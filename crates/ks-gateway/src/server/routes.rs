//! HTTP routes

use std::sync::Arc;

use axum::extract::rejection::JsonRejection;
use axum::extract::{Path, State};
use axum::http::StatusCode;
use axum::response::{IntoResponse, Response};
use axum::routing::{get, post};
use axum::{Json, Router};
use serde::{Deserialize, Serialize};
use serde_json::json;

use ks_core::types::{ConnectionInfo, Environment, PodSummary};
use ks_core::{ConnectionId, ErrorKind, GatewayError, ImageRef};

use super::ws::ws_upgrade;
use crate::state::GatewayState;

/// Build the gateway router
pub fn router(state: Arc<GatewayState>) -> Router {
    Router::new()
        .route("/api/health", get(health))
        .route("/api/auth/login", post(login))
        .route("/api/environments", post(create_environment))
        .route("/api/namespaces/:namespace/pods", get(list_pods))
        .route("/api/connections", get(list_connections))
        .route("/ws", get(ws_upgrade))
        .with_state(state)
}

/// A [`GatewayError`] rendered as `{kind, message}` with a matching status
#[derive(Debug)]
pub struct ApiError(pub GatewayError);

impl From<GatewayError> for ApiError {
    fn from(e: GatewayError) -> Self {
        Self(e)
    }
}

impl From<JsonRejection> for ApiError {
    fn from(rejection: JsonRejection) -> Self {
        Self(GatewayError::Invalid(rejection.body_text()))
    }
}

impl IntoResponse for ApiError {
    fn into_response(self) -> Response {
        let kind = self.0.kind();
        let status = match kind {
            ErrorKind::NotFound => StatusCode::NOT_FOUND,
            ErrorKind::AlreadyExists | ErrorKind::ConnectionClosed => StatusCode::CONFLICT,
            ErrorKind::Unauthorized => StatusCode::UNAUTHORIZED,
            ErrorKind::Invalid => StatusCode::BAD_REQUEST,
            ErrorKind::Upstream => StatusCode::BAD_GATEWAY,
        };
        let body = json!({ "kind": kind, "message": self.0.to_string() });
        (status, Json(body)).into_response()
    }
}

#[derive(Debug, Deserialize)]
struct Credentials {
    username: String,
    password: String,
}

#[derive(Debug, Deserialize)]
struct EnvironmentRequest {
    username: String,
    password: String,
    image: ImageRef,
}

#[derive(Debug, Serialize)]
struct LoginResponse {
    username: String,
}

#[derive(Debug, Serialize)]
struct ConnectionsResponse {
    next_id: ConnectionId,
    open: usize,
    connections: Vec<ConnectionInfo>,
}

async fn health() -> Json<serde_json::Value> {
    Json(json!({ "status": "ok" }))
}

async fn login(
    State(state): State<Arc<GatewayState>>,
    payload: Result<Json<Credentials>, JsonRejection>,
) -> Result<Json<LoginResponse>, ApiError> {
    let Json(credentials) = payload?;
    let identity = state
        .identity
        .verify(&credentials.username, &credentials.password)
        .await?;

    tracing::info!("User {} logged in", identity);
    Ok(Json(LoginResponse {
        username: identity.username().to_string(),
    }))
}

async fn create_environment(
    State(state): State<Arc<GatewayState>>,
    payload: Result<Json<EnvironmentRequest>, JsonRejection>,
) -> Result<(StatusCode, Json<Environment>), ApiError> {
    let Json(request) = payload?;
    let identity = state
        .identity
        .verify(&request.username, &request.password)
        .await?;

    let environment = state
        .provisioner
        .ensure_environment(&identity, &request.image)
        .await?;

    Ok((StatusCode::CREATED, Json(environment)))
}

async fn list_pods(
    State(state): State<Arc<GatewayState>>,
    Path(namespace): Path<String>,
) -> Result<Json<Vec<PodSummary>>, ApiError> {
    Ok(Json(state.provisioner.list_pods(&namespace).await?))
}

async fn list_connections(State(state): State<Arc<GatewayState>>) -> Json<ConnectionsResponse> {
    let snapshot = state.connections.snapshot().await;
    Json(ConnectionsResponse {
        next_id: state.connections.next_id().await,
        open: snapshot.iter().filter(|c| c.is_open).count(),
        connections: snapshot.to_vec(),
    })
}
//! Shared gateway state

use std::sync::Arc;

use ks_core::config::GatewayConfig;
use ks_core::traits::{ClusterApi, IdentityProvider, ShellTransport};

use crate::connection::ConnectionRegistry;
use crate::provision::Provisioner;
use crate::session::SessionMultiplexer;

/// State shared by every HTTP request and WebSocket client
pub struct GatewayState {
    /// Configuration
    pub config: GatewayConfig,
    /// Credential checks
    pub identity: Arc<dyn IdentityProvider>,
    /// Environment provisioning
    pub provisioner: Arc<Provisioner>,
    /// Remote-shell connections
    pub connections: Arc<ConnectionRegistry>,
    /// Shell sessions on those connections
    pub sessions: Arc<SessionMultiplexer>,
}

impl GatewayState {
    /// Wire the gateway's components to their external collaborators
    pub fn new(
        config: GatewayConfig,
        identity: Arc<dyn IdentityProvider>,
        cluster: Arc<dyn ClusterApi>,
        transport: Arc<dyn ShellTransport>,
    ) -> Self {
        let provisioner = Arc::new(Provisioner::new(
            cluster,
            config.ssh_port,
            config.cluster.node_host.clone(),
            config.provision_timeout,
        ));
        let connections = Arc::new(ConnectionRegistry::new(transport, config.connect_timeout));
        let sessions = Arc::new(SessionMultiplexer::new(
            Arc::clone(&connections),
            config.connect_timeout,
        ));

        Self {
            config,
            identity,
            provisioner,
            connections,
            sessions,
        }
    }
}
• • •
> [WORK INSTRUCTION] Show all lines from the listing above in which "routes" appears.

> [ANSWER SECTION]
filename crates/ks-gateway/src/server/routes.rs
//! HTTP routes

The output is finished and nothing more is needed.